The name (Itzincab Cámara) is a combination of Maya and Spanish terms. Itzincab is a word from the Mayan language meaning brother of the earth and Cámara was the Spanish surname of one of the former owners, but the word "cámara" means chamber. Various spellings have been used in relation to the hacienda. On coins from 1888 the spelling was Yɔincab. In 1910 the name changed from Isincab to Idzincab; in 1960, it was Idzincab Cámara; in 1970, the name became Itzincab Cámara; in 1980, it was changed to Idzincab Cámara, in 1995 the name became Itzincab; and today the property is called Itzincab Cámara.

==How to get there==
Take Calle 42 south from Mérida crossing the Periférico and continuing approximately 21 km. At a "y" on an unnamed road, turn left and proceed 2.5 km to the hacienda. An alternate route is to take highway 18 from Mérida to Tecoh. After reaching Tecoh, turn right on Calle 27 for approximately 8 km.

==History==

The hacienda was purchased in around 1860 by Camilo G. Cámara. As early as 1898, Cuban workers were being used on the farm. In 1905, salary reports show 22 of the workers were from the newly arrived Korean indentured servants. In 1910, the owner Gonzalo Cámara Zavala, son of the previous owner, opened a rural school on the estate. It was one of the first schools in the area.

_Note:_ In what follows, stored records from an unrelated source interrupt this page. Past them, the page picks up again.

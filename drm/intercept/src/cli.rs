use std::net::SocketAddr;
use std::path::PathBuf;
use std::sync::Arc;

use anyhow::{Context, Result};
use clap::Parser;
use tokio::{signal, sync::watch};

use drm_intercept::{Dispatcher, Interceptor, KeyFormat, LogSink, Mode};
use drm_widevine::Device;

/**
    AWP, the Android Widevine Proxy.

    Waits for a hooking agent to connect and forward the license exchanges
    of an application, answers each challenge with one bound to the local
    device and prints the content keys of every verified license.
*/
#[derive(Parser, Debug)]
#[command(name = "awp", version)]
pub struct Cli {
    /**
        Path to the .wvd device file, raw or base64.
    */
    #[arg(short, long)]
    device: PathBuf,

    /**
        Address the agent bridge listens on.
    */
    #[arg(short, long, default_value = "127.0.0.1:27042")]
    listen: SocketAddr,

    /**
        Only replace the token in the challenge. Does not work when the
        application uses a service certificate (privacy mode).
    */
    #[arg(long)]
    token_only: bool,

    /**
        Format of printed keys: default, mp4decrypt, or shaka-packager.
    */
    #[arg(short, long, default_value = "default")]
    key_format: KeyFormat,

    /**
        Log filter used when RUST_LOG is not set.
    */
    #[arg(long, default_value = "info")]
    pub log_level: String,
}

/**
    Validated settings for one run.
*/
#[derive(Debug)]
pub struct Config {
    pub device: Device,
    pub listen: SocketAddr,
    pub mode: Mode,
    pub key_format: KeyFormat,
}

impl Cli {
    pub fn into_config(self) -> Result<Config> {
        let wvd_data = std::fs::read(&self.device)
            .with_context(|| format!("failed to read WVD file {}", self.device.display()))?;
        let device = Device::load(&wvd_data).context("failed to parse WVD file")?;

        let mode = if self.token_only {
            Mode::TokenSubstitution
        } else {
            Mode::FullNegotiation
        };

        Ok(Config {
            device,
            listen: self.listen,
            mode,
            key_format: self.key_format,
        })
    }
}

pub async fn run(config: Config) -> Result<()> {
    tracing::info!(
        device_type = %config.device.device_type,
        security_level = %config.device.security_level,
        "loaded device"
    );

    let sink = LogSink::new(config.key_format);
    let interceptor = Interceptor::from_mode(config.mode, config.device, Box::new(sink));
    let dispatcher = Arc::new(Dispatcher::new(Arc::new(interceptor)));

    let listener = drm_intercept::bind(config.listen)
        .await
        .with_context(|| format!("failed to bind {}", config.listen))?;
    tracing::info!(
        mode = %config.mode,
        listen = %config.listen,
        "ready, waiting for agent events"
    );

    let (shutdown_tx, shutdown_rx) = watch::channel(false);
    let server = tokio::spawn(drm_intercept::serve(listener, dispatcher, shutdown_rx));

    signal::ctrl_c().await.context("failed to listen for Ctrl-C")?;
    tracing::info!("shutting down");
    let _ = shutdown_tx.send(true);

    server
        .await
        .context("bridge task panicked")?
        .context("bridge failed")?;
    Ok(())
}
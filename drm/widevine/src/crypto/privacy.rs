use rsa::RsaPublicKey;

use drm_widevine_proto::{
    ClientIdentification, DrmCertificate, EncryptedClientIdentification, SignedDrmCertificate,
    SignedMessage, prost::Message, signed_message::MessageType,
};

use crate::constants::{ROOT_PUBLIC_KEY_E, ROOT_PUBLIC_KEY_N};
use crate::error::{CdmError, CdmResult};

use super::aes::cbc_encrypt;
use super::padding::pkcs7_pad;
use super::rsa::{oaep_sha1_encrypt, pss_sha1_verify, public_key_from_der, public_key_from_parts};

/**
    A license service certificate whose signature has been checked.

    Installing one on a session switches challenges to privacy mode: the
    client identification is sent encrypted to the certificate's key.
*/
#[derive(Debug, Clone)]
pub struct ServiceCertificate {
    certificate: DrmCertificate,
    public_key: RsaPublicKey,
}

impl ServiceCertificate {
    /**
        Parse and verify a certificate against the Widevine root key.

        Accepts either a `SignedMessage` of type SERVICE_CERTIFICATE (what a
        license server returns for a certificate request) or a bare
        `SignedDrmCertificate`.
    */
    pub fn from_bytes(raw: &[u8]) -> CdmResult<Self> {
        let root = public_key_from_parts(&ROOT_PUBLIC_KEY_N, &ROOT_PUBLIC_KEY_E)?;
        Self::from_bytes_with_root(raw, &root)
    }

    pub fn from_bytes_with_root(raw: &[u8], root: &RsaPublicKey) -> CdmResult<Self> {
        let signed = extract_signed_certificate(raw)?;

        let cert_bytes = signed
            .drm_certificate
            .as_deref()
            .ok_or(CdmError::MissingField("SignedDrmCertificate.drm_certificate"))?;
        let signature = signed
            .signature
            .as_deref()
            .ok_or(CdmError::MissingField("SignedDrmCertificate.signature"))?;
        pss_sha1_verify(root, cert_bytes, signature)?;

        let certificate = DrmCertificate::decode(cert_bytes)
            .map_err(|e| CdmError::CertificateDecode(e.to_string()))?;
        let public_key = public_key_from_der(
            certificate
                .public_key
                .as_deref()
                .ok_or(CdmError::MissingField("DrmCertificate.public_key"))?,
        )?;

        Ok(Self {
            certificate,
            public_key,
        })
    }

    pub fn provider_id(&self) -> &str {
        self.certificate.provider_id.as_deref().unwrap_or_default()
    }

    pub fn certificate(&self) -> &DrmCertificate {
        &self.certificate
    }

    /**
        Encrypt a client identification for this service.

        A fresh AES-128 key and IV encrypt the PKCS#7 padded message
        (AES-CBC); the AES key itself is wrapped with RSA-OAEP-SHA1 under the
        certificate key.
    */
    pub fn encrypt_client_id(
        &self,
        client_id: &ClientIdentification,
    ) -> CdmResult<EncryptedClientIdentification> {
        let mut privacy_key = [0u8; 16];
        let mut privacy_iv = [0u8; 16];
        let mut rng = rand::rng();
        rand::RngCore::fill_bytes(&mut rng, &mut privacy_key);
        rand::RngCore::fill_bytes(&mut rng, &mut privacy_iv);

        let padded = pkcs7_pad(&client_id.encode_to_vec(), 16);
        let ciphertext = cbc_encrypt(&privacy_key, &privacy_iv, &padded);
        let wrapped_key = oaep_sha1_encrypt(&self.public_key, &privacy_key)?;

        Ok(EncryptedClientIdentification {
            provider_id: self.certificate.provider_id.clone(),
            service_certificate_serial_number: self.certificate.serial_number.clone(),
            encrypted_client_id: Some(ciphertext),
            encrypted_client_id_iv: Some(privacy_iv.to_vec()),
            encrypted_privacy_key: Some(wrapped_key),
        })
    }
}

fn extract_signed_certificate(data: &[u8]) -> CdmResult<SignedDrmCertificate> {
    if let Ok(message) = SignedMessage::decode(data)
        && message.r#type == Some(MessageType::ServiceCertificate as i32)
        && let Some(msg) = &message.msg
    {
        return SignedDrmCertificate::decode(msg.as_slice())
            .map_err(|e| CdmError::CertificateDecode(e.to_string()));
    }

    SignedDrmCertificate::decode(data).map_err(|e| CdmError::CertificateDecode(e.to_string()))
}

In the 1930s with the land reforms passed under the agrarian acts the size of the hacienda was greatly reduced. In 1934, the family retained 211 hectares. By 1981 only 14 hectares were still part of the hacienda and when the Cámara family sold the property in 1996, the property had 4 hectares of land remaining. It was sold in 1996 to a group of private investors. It is a private hacienda available to rent for weddings, events, and photography sessions.

==Architecture==
On the southern boundary of the property is the oldest building on the hacienda, which has pilasters supporting transverse arches with rudimentary carvings. Nearby, an arch in the Yucatecan Moorish style with neoclassical adaptations, which faces south, appears to confirm the original entrance to the estate.

The architecture is reminiscent of the colonial style, with the front portico having three arches supported by pillars accessed by a large stone staircase flanked by iron rails. Many of the rooms have original stenciling on the walls, as can be seen in the master bedroom and oratory. In addition there is a pantry, kitchen, lobby, interior corridor with arches, a wine cellar and dining room.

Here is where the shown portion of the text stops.